Direct access to power, Azula notes silently. She dips her head with respect. "Azula, Avatar and ex-Princess of the Fire Nation," she says, making her renounciation clear.

The stone cuffs slip apologetically from her wrists and reform around the woman's fingers. She inclines her head in return.

"Dai Li Agent Lin Beifong."

.

.

"We need to control the Home Guard if we want the Capitol," Zuko says, offering Toza a steaming teacup. "Removing Yao wasn't enough."

The old man pauses to enjoy the aroma before taking a sip. "Ginseng oolong. How did you know it was my favorite?"

"Lucky guess," he says, unamused. His own tea sits untouched by his side. "I want you to bring a few men in for interrogation."

.

.

Lieutenant Shen stands rigidly outside the interrogation room as the high general calls him in.

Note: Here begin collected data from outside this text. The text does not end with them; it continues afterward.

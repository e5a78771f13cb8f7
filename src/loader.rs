//! Reads course and enrollment exports from disk.
//!
//! JSON files hold an array of records in the same shape the engine uses.
//! CSV files carry one record per row; an enrollment's course references go
//! into a single `courseRef` column separated by `;`.

use std::path::{Path, PathBuf};
use std::str::FromStr;

use rust_decimal::Decimal;
use serde::de::DeserializeOwned;
use serde::{Deserialize, Serialize};
use tracing::{debug, info};

use crate::models::{Course, Enrollment, RecordId};

#[derive(Debug, thiserror::Error)]
pub enum LoadError {
    #[error("failed to access {}: {source}", .path.display())]
    Io {
        path: PathBuf,
        #[source]
        source: std::io::Error,
    },

    #[error("invalid JSON in {}: {source}", .path.display())]
    Json {
        path: PathBuf,
        #[source]
        source: serde_json::Error,
    },

    #[error("invalid CSV in {}: {source}", .path.display())]
    Csv {
        path: PathBuf,
        #[source]
        source: csv::Error,
    },

    #[error("unsupported file format for {} (expected .json or .csv)", .path.display())]
    UnsupportedFormat { path: PathBuf },
}

#[derive(Debug, Clone, Copy, PartialEq, Eq)]
enum FileFormat {
    Json,
    Csv,
}

impl FileFormat {
    fn detect(path: &Path) -> Result<Self, LoadError> {
        let extension = path
            .extension()
            .and_then(|ext| ext.to_str())
            .map(str::to_ascii_lowercase);

        match extension.as_deref() {
            Some("json") => Ok(Self::Json),
            Some("csv") => Ok(Self::Csv),
            _ => Err(LoadError::UnsupportedFormat {
                path: path.to_path_buf(),
            }),
        }
    }
}

#[derive(Debug, Clone, Default, PartialEq)]
pub struct Dataset {
    pub courses: Vec<Course>,
    pub enrollments: Vec<Enrollment>,
}

pub fn load_dataset(courses_path: &Path, enrollments_path: &Path) -> Result<Dataset, LoadError> {
    let dataset = Dataset {
        courses: load_courses(courses_path)?,
        enrollments: load_enrollments(enrollments_path)?,
    };
    info!(
        courses = dataset.courses.len(),
        enrollments = dataset.enrollments.len(),
        "dataset loaded"
    );
    Ok(dataset)
}

pub fn load_courses(path: &Path) -> Result<Vec<Course>, LoadError> {
    let courses = match FileFormat::detect(path)? {
        FileFormat::Json => read_json(path)?,
        FileFormat::Csv => read_csv::<CsvCourse>(path)?
            .into_iter()
            .map(Course::from)
            .collect(),
    };
    debug!(path = %path.display(), count = courses.len(), "courses read");
    Ok(courses)
}

pub fn load_enrollments(path: &Path) -> Result<Vec<Enrollment>, LoadError> {
    let enrollments = match FileFormat::detect(path)? {
        FileFormat::Json => read_json(path)?,
        FileFormat::Csv => read_csv::<CsvEnrollment>(path)?
            .into_iter()
            .map(Enrollment::from)
            .collect(),
    };
    debug!(path = %path.display(), count = enrollments.len(), "enrollments read");
    Ok(enrollments)
}

pub fn write_json<T: Serialize + ?Sized>(path: &Path, value: &T) -> Result<(), LoadError> {
    let body = serde_json::to_string_pretty(value).map_err(|source| LoadError::Json {
        path: path.to_path_buf(),
        source,
    })?;
    std::fs::write(path, body).map_err(|source| LoadError::Io {
        path: path.to_path_buf(),
        source,
    })
}

fn read_json<T: DeserializeOwned>(path: &Path) -> Result<Vec<T>, LoadError> {
    let content = std::fs::read_to_string(path).map_err(|source| LoadError::Io {
        path: path.to_path_buf(),
        source,
    })?;
    serde_json::from_str(&content).map_err(|source| LoadError::Json {
        path: path.to_path_buf(),
        source,
    })
}

fn read_csv<T: DeserializeOwned>(path: &Path) -> Result<Vec<T>, LoadError> {
    let csv_error = |source: csv::Error| LoadError::Csv {
        path: path.to_path_buf(),
        source,
    };

    let mut reader = csv::ReaderBuilder::new()
        .trim(csv::Trim::All)
        .from_path(path)
        .map_err(csv_error)?;

    let mut rows = Vec::new();
    for result in reader.deserialize::<T>() {
        rows.push(result.map_err(csv_error)?);
    }
    Ok(rows)
}

/// CSV row for a course. Numeric columns stay text so a bad cell only
/// blanks that field.
#[derive(Debug, Deserialize)]
#[serde(rename_all = "camelCase")]
struct CsvCourse {
    id: String,
    #[serde(default)]
    title: Option<String>,
    #[serde(default)]
    start_date: Option<String>,
    #[serde(default)]
    end_date: Option<String>,
    #[serde(default)]
    price: Option<String>,
    #[serde(default)]
    max_participants: Option<String>,
}

impl From<CsvCourse> for Course {
    fn from(row: CsvCourse) -> Self {
        Course {
            id: RecordId::new(row.id),
            title: non_empty(row.title),
            start_date: non_empty(row.start_date),
            end_date: non_empty(row.end_date),
            price: row
                .price
                .as_deref()
                .and_then(|value| Decimal::from_str(value).ok()),
            max_participants: row
                .max_participants
                .as_deref()
                .and_then(|value| value.parse().ok()),
        }
    }
}

#[derive(Debug, Deserialize)]
#[serde(rename_all = "camelCase")]
struct CsvEnrollment {
    id: String,
    #[serde(default)]
    course_ref: Option<String>,
    #[serde(default)]
    paid: Option<String>,
    #[serde(default)]
    created_at: Option<String>,
}

impl From<CsvEnrollment> for Enrollment {
    fn from(row: CsvEnrollment) -> Self {
        let course_ref = row
            .course_ref
            .as_deref()
            .unwrap_or_default()
            .split(';')
            .map(str::trim)
            .filter(|id| !id.is_empty())
            .collect();

        Enrollment {
            id: RecordId::new(row.id),
            course_ref,
            paid: row.paid.as_deref().is_some_and(parse_flag),
            created_at: non_empty(row.created_at),
        }
    }
}

fn parse_flag(value: &str) -> bool {
    matches!(
        value.trim().to_ascii_lowercase().as_str(),
        "true" | "1" | "yes" | "ja"
    )
}

fn non_empty(value: Option<String>) -> Option<String> {
    value.filter(|v| !v.trim().is_empty())
}

#[cfg(test)]
mod tests {
    use super::*;

    fn write(dir: &tempfile::TempDir, name: &str, content: &str) -> PathBuf {
        let path = dir.path().join(name);
        std::fs::write(&path, content).unwrap();
        path
    }

    #[test]
    fn loads_json_courses() {
        let dir = tempfile::tempdir().unwrap();
        let path = write(
            &dir,
            "courses.json",
            r#"[{"id": "k1", "title": "Yoga", "startDate": "2024-01-10", "price": 120.5, "maxParticipants": 12},
                {"id": "k2"}]"#,
        );

        let courses = load_courses(&path).unwrap();
        assert_eq!(courses.len(), 2);
        assert_eq!(courses[0].price, Some(Decimal::new(1205, 1)));
        assert_eq!(courses[0].max_participants, Some(12));
        assert_eq!(courses[1].start_date, None);
    }

    #[test]
    fn loads_csv_courses_leniently() {
        let dir = tempfile::tempdir().unwrap();
        let path = write(
            &dir,
            "courses.csv",
            "id,title,startDate,endDate,price,maxParticipants\n\
             k1,Yoga,2024-01-10,2024-01-12,99.90,15\n\
             k2,,2024-02-01,,n/a,many\n",
        );

        let courses = load_courses(&path).unwrap();
        assert_eq!(courses[0].price, Some(Decimal::new(9990, 2)));
        assert_eq!(courses[0].end_date.as_deref(), Some("2024-01-12"));
        assert_eq!(courses[1].title, None);
        assert_eq!(courses[1].end_date, None);
        assert_eq!(courses[1].price, None);
        assert_eq!(courses[1].max_participants, None);
    }

    #[test]
    fn loads_csv_enrollments_with_multiple_refs() {
        let dir = tempfile::tempdir().unwrap();
        let path = write(
            &dir,
            "enrollments.csv",
            "id,courseRef,paid,createdAt\n\
             a1,k1;k2,true,2024-01-15T09:00:00\n\
             a2,,false,\n\
             a3, k3 ,1,2024-02-01\n",
        );

        let enrollments = load_enrollments(&path).unwrap();
        assert_eq!(enrollments.len(), 3);
        assert_eq!(enrollments[0].course_ref.len(), 2);
        assert!(enrollments[0].paid);
        assert!(enrollments[1].course_ref.is_empty());
        assert!(!enrollments[1].paid);
        assert_eq!(enrollments[1].created_at, None);
        assert!(enrollments[2].references(&RecordId::from("k3")));
        assert!(enrollments[2].paid);
    }

    #[test]
    fn rejects_unknown_extension() {
        let err = load_courses(Path::new("courses.xlsx")).unwrap_err();
        assert!(matches!(err, LoadError::UnsupportedFormat { .. }));
    }

    #[test]
    fn reports_missing_file_with_path() {
        let dir = tempfile::tempdir().unwrap();
        let path = dir.path().join("missing.json");

        let err = load_enrollments(&path).unwrap_err();
        assert!(matches!(err, LoadError::Io { .. }));
        assert!(err.to_string().contains("missing.json"));
    }

    #[test]
    fn reports_malformed_json() {
        let dir = tempfile::tempdir().unwrap();
        let path = write(&dir, "enrollments.json", "{not json");

        let err = load_enrollments(&path).unwrap_err();
        assert!(matches!(err, LoadError::Json { .. }));
    }

    #[test]
    fn written_json_loads_back() {
        let dir = tempfile::tempdir().unwrap();
        let path = dir.path().join("enrollments.json");
        let enrollments = vec![Enrollment {
            id: "a1".into(),
            course_ref: ["k1", "k2"].into_iter().collect(),
            paid: true,
            created_at: Some("2024-03-01".to_string()),
        }];

        write_json(&path, &enrollments).unwrap();
        assert_eq!(load_enrollments(&path).unwrap(), enrollments);
    }
}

"Why didn't you destroy the Eastern Air Temple?"

"There was no need, sir. Nothing but ghosts in those ruins."

"I didn't take you for a superstitious man, Lieutenant."

When he doesn't respond, the high general says, "Your men have told me some ... interesting stories. Care to elaborate?"

"Not particularly."

"That wasn't a suggestion," he says humorlessly. "Tell me what the Avatar and Prince Zuko wanted with you."

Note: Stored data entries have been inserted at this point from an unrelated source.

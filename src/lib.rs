//! Operational metrics for a course-management dashboard.
//!
//! [`metrics::compute`] turns course and enrollment records into the figures
//! the dashboard shows: running and upcoming courses, payment rate, revenue
//! from paid enrollments and enrollments per month.

pub mod calendar;
pub mod config;
pub mod loader;
pub mod metrics;
pub mod models;
pub mod report;
pub mod sample;

pub use metrics::compute;
pub use models::{Course, CourseRefs, DashboardMetrics, Enrollment, RecordId, RosterCounts};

His mouth goes dry. He sees the execution at his doorstep, and regrets everything.

No. He regrets nothing.

"They told me the truth," he says, heart racing. "Everything we've done ... the Fire Lord ... I was tired of destroying things. I turned away."

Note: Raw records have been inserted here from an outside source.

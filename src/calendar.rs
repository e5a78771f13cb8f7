use chrono::{Local, NaiveDate};

use crate::models::MonthKey;

/// Parses the calendar date at the front of an ISO-8601 value.
///
/// Accepts `YYYY-MM-DD`, optionally followed by a time part introduced by
/// `T` or a space. Anything else yields `None`.
pub fn parse_date(raw: &str) -> Option<NaiveDate> {
    let raw = raw.trim();
    if raw.len() < 10 || !raw.is_char_boundary(10) {
        return None;
    }

    let (day, rest) = raw.split_at(10);
    if !(rest.is_empty() || rest.starts_with('T') || rest.starts_with(' ')) {
        return None;
    }

    NaiveDate::parse_from_str(day, "%Y-%m-%d").ok()
}

/// The `count` calendar months ending with the month of `reference`,
/// oldest first.
pub fn trailing_months(reference: NaiveDate, count: usize) -> Vec<MonthKey> {
    let mut months = Vec::with_capacity(count);
    let mut month = MonthKey::of(reference);

    for _ in 0..count {
        months.push(month);
        month = month.previous();
    }

    months.reverse();
    months
}

pub fn today() -> NaiveDate {
    Local::now().date_naive()
}
use std::fmt;
use std::str::FromStr;

use hmac::{Hmac, Mac};
use sha2::Sha256;
use uasc_types::StatusCode;

type HmacSha256 = Hmac<Sha256>;

pub const SECURITY_POLICY_NONE_URI: &str = "http://opcfoundation.org/UA/SecurityPolicy#None";
pub const SECURITY_POLICY_BASIC256SHA256_URI: &str =
    "http://opcfoundation.org/UA/SecurityPolicy#Basic256Sha256";

/// The negotiated security algorithm suite for a channel. Only `None` and
/// `Basic256Sha256` are implemented; any other policy URI on the wire is
/// recognised (so a clear `BadSecurityPolicyRejected` can be returned)
/// without being implemented.
#[derive(Debug, Clone, Copy, PartialEq, Eq, Hash, Default)]
pub enum SecurityPolicy {
    #[default]
    None,
    Basic256Sha256,
    Unknown,
}

impl SecurityPolicy {
    pub fn to_uri(self) -> &'static str {
        match self {
            SecurityPolicy::None => SECURITY_POLICY_NONE_URI,
            SecurityPolicy::Basic256Sha256 => SECURITY_POLICY_BASIC256SHA256_URI,
            SecurityPolicy::Unknown => "",
        }
    }

    /// Length, in bytes, the nonce exchanged during OpenSecureChannel must
    /// have under this policy. `None` exchanges no real entropy and is not
    /// validated; the others feed `derive_keys`.
    pub fn secure_channel_nonce_length(self) -> usize {
        match self {
            SecurityPolicy::None => 0,
            SecurityPolicy::Basic256Sha256 => 32,
            SecurityPolicy::Unknown => 0,
        }
    }

    pub fn symmetric_signature_size(self) -> usize {
        match self {
            SecurityPolicy::None => 0,
            SecurityPolicy::Basic256Sha256 => 32,
            SecurityPolicy::Unknown => 0,
        }
    }

    pub fn symmetric_key_length(self) -> usize {
        match self {
            SecurityPolicy::None => 0,
            SecurityPolicy::Basic256Sha256 => 32,
            SecurityPolicy::Unknown => 0,
        }
    }

    pub fn symmetric_block_size(self) -> usize {
        match self {
            SecurityPolicy::None => 1,
            SecurityPolicy::Basic256Sha256 => 16,
            SecurityPolicy::Unknown => 1,
        }
    }

    /// Derives signing key, encrypting key and IV for one direction from a
    /// shared secret and the peer's nonce, using the P_SHA256 keyed PRF
    /// (RFC 5246 §5, as referenced by OPC UA Part 6 §6.7.5).
    pub fn derive_keys(self, secret: &[u8], seed: &[u8]) -> (Vec<u8>, Vec<u8>, Vec<u8>) {
        if self == SecurityPolicy::None {
            return (Vec::new(), Vec::new(), Vec::new());
        }
        let signing_length = self.symmetric_signature_size();
        let encrypting_length = self.symmetric_key_length();
        let iv_length = self.symmetric_block_size();
        let total = signing_length + encrypting_length + iv_length;
        let bytes = p_sha256(secret, seed, total);
        let signing_key = bytes[..signing_length].to_vec();
        let encrypting_key = bytes[signing_length..signing_length + encrypting_length].to_vec();
        let iv = bytes[signing_length + encrypting_length..total].to_vec();
        (signing_key, encrypting_key, iv)
    }
}

/// P_SHA256(secret, seed) PRF, truncated/extended to `length` bytes.
fn p_sha256(secret: &[u8], seed: &[u8], length: usize) -> Vec<u8> {
    let mut result = Vec::with_capacity(length + 32);
    let mut a = hmac_sha256(secret, seed);
    while result.len() < length {
        let mut input = a.clone();
        input.extend_from_slice(seed);
        result.extend_from_slice(&hmac_sha256(secret, &input));
        a = hmac_sha256(secret, &a);
    }
    result.truncate(length);
    result
}

fn hmac_sha256(key: &[u8], data: &[u8]) -> Vec<u8> {
    let mut mac = HmacSha256::new_from_slice(key).expect("HMAC accepts any key length");
    mac.update(data);
    mac.finalize().into_bytes().to_vec()
}

impl FromStr for SecurityPolicy {
    type Err = StatusCode;

    fn from_str(uri: &str) -> Result<Self, Self::Err> {
        Ok(match uri {
            "" | SECURITY_POLICY_NONE_URI => SecurityPolicy::None,
            SECURITY_POLICY_BASIC256SHA256_URI => SecurityPolicy::Basic256Sha256,
            _ => SecurityPolicy::Unknown,
        })
    }
}

impl fmt::Display for SecurityPolicy {
    fn fmt(&self, f: &mut fmt::Formatter<'_>) -> fmt::Result {
        write!(f, "{}", self.to_uri())
    }
}

#[cfg(test)]
mod tests {
    use super::*;

    #[test]
    fn unknown_uri_is_recognised_but_not_implemented() {
        assert_eq!(
            SecurityPolicy::from_str("http://opcfoundation.org/UA/SecurityPolicy#Aes256_Sha256_RsaPss")
                .unwrap(),
            SecurityPolicy::Unknown
        );
    }

    #[test]
    fn none_derives_no_keys() {
        let (sign, enc, iv) = SecurityPolicy::None.derive_keys(b"secret", b"seed");
        assert!(sign.is_empty() && enc.is_empty() && iv.is_empty());
    }

    #[test]
    fn basic256sha256_derives_expected_lengths() {
        let (sign, enc, iv) = SecurityPolicy::Basic256Sha256.derive_keys(b"a-secret-nonce", b"a-seed-nonce");
        assert_eq!(sign.len(), 32);
        assert_eq!(enc.len(), 32);
        assert_eq!(iv.len(), 16);
    }

    #[test]
    fn derivation_is_deterministic() {
        let a = SecurityPolicy::Basic256Sha256.derive_keys(b"secret", b"seed");
        let b = SecurityPolicy::Basic256Sha256.derive_keys(b"secret", b"seed");
        assert_eq!(a, b);
    }

    #[test]
    fn derivation_depends_on_direction() {
        let client = SecurityPolicy::Basic256Sha256.derive_keys(b"server-nonce", b"client-nonce");
        let server = SecurityPolicy::Basic256Sha256.derive_keys(b"client-nonce", b"server-nonce");
        assert_ne!(client, server);
    }
}
/// Buffer and message-size parameters negotiated during HELLO/ACK and
/// frozen for the lifetime of the socket connection.
#[derive(Debug, Clone, Copy)]
pub struct NegotiatedParams {
    pub send_buffer_size: u32,
    pub receive_buffer_size: u32,
    pub max_message_size: u32,
    pub max_chunk_count: u32,
}

struct PendingRequest {
    deadline: Option<Instant>,
}

/// One secure channel's full state: its cryptographic half
/// ([`SecureChannel`]), the handshake/lifecycle FSM, negotiated transport
/// parameters, the single open inbound [`MessageAssembly`], and outbound
/// bookkeeping (sequence numbers, request ids, pending replies).
pub struct Channel {
    pub id: u32,
    role: Role,
    state: ChannelState,
    secure_channel: SecureChannel,
    limits: ChannelLimits,
    negotiated: Option<NegotiatedParams>,
    endpoint_url: Option<String>,
    assembly: Option<MessageAssembly>,
    last_received_sequence_number: u32,
    next_sequence_number: u32,
    next_request_id: u32,
    pending_requests: HashMap<u32, PendingRequest>,
}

The high general smiles. "The consequence of treason is death."

"This was my responsibility, and mine alone," he says, making one last effort. "Let my men not suffer for my mistake."

He turns away, hands clasped lightly behind his back. Almost casually, he says, "It's fortunate that you'll only be charged with incompetence."

Shen blinks and almost makes the mistake of speaking, but the high general continues.

"Foolish of you, to mistake an insurrectionist's forgery for a genuine order from your commanding officer."

"High General Toza, I don't understand—"

"You'll be demoted and reassigned to a minor command role in the Home Guard," he says. "The men who persisted in defending your mistake will join you."

I see. His pulse pounds in his throat.

"Do you accept?" Toza asks, finally looking him in the eyes.

His teachers would tell him to reject this treason, whatever the consequence. To rebel against the Royal Family ...

... but he said Prince Zuko, didn't he?

"Yes, sir."

Toza smiles like a sated wolf bat. Shen doesn't try his luck by asking about the men who turned on him.

.

.

Katara's practicing the eel hound form when the door slides open with a rustle of paper.

"Hello."

Despite herself, she flinches. The sinuous water breaks and falls back into its jug.

"Azula, what is it?"

She doesn't respond, but steps lightly into the room on bare feet, the green dress ill-suited to her pale features.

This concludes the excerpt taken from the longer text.